> _What needs to be done_: For each line of the data below that holds "static", copy the line.

----- Material for this exercise -----

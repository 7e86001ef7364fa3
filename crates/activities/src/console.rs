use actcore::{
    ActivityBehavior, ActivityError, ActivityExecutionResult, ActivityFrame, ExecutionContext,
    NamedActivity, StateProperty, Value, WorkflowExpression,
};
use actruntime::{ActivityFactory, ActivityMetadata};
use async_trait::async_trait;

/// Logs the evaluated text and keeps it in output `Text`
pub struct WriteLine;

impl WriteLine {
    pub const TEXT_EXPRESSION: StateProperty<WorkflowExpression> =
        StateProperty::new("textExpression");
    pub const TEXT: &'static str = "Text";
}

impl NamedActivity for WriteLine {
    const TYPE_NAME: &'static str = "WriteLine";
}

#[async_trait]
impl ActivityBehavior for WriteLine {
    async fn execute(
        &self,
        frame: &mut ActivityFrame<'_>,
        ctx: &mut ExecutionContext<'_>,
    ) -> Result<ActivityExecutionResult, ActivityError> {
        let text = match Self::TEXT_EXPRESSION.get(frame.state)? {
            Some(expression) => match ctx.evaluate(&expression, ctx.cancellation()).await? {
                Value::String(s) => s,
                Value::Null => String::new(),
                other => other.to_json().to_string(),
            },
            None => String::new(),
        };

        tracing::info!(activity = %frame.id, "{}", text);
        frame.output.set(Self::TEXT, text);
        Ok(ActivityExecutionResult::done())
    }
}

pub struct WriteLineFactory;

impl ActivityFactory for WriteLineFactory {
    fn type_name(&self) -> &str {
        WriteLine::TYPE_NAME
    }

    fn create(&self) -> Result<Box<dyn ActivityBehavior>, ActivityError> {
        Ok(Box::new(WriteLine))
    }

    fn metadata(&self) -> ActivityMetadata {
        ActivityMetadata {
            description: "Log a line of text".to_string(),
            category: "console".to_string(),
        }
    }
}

-----

> _Completed task_:
    pub const TEXT: &'static str = "Text";
    const TYPE_NAME: &'static str = "WriteLine";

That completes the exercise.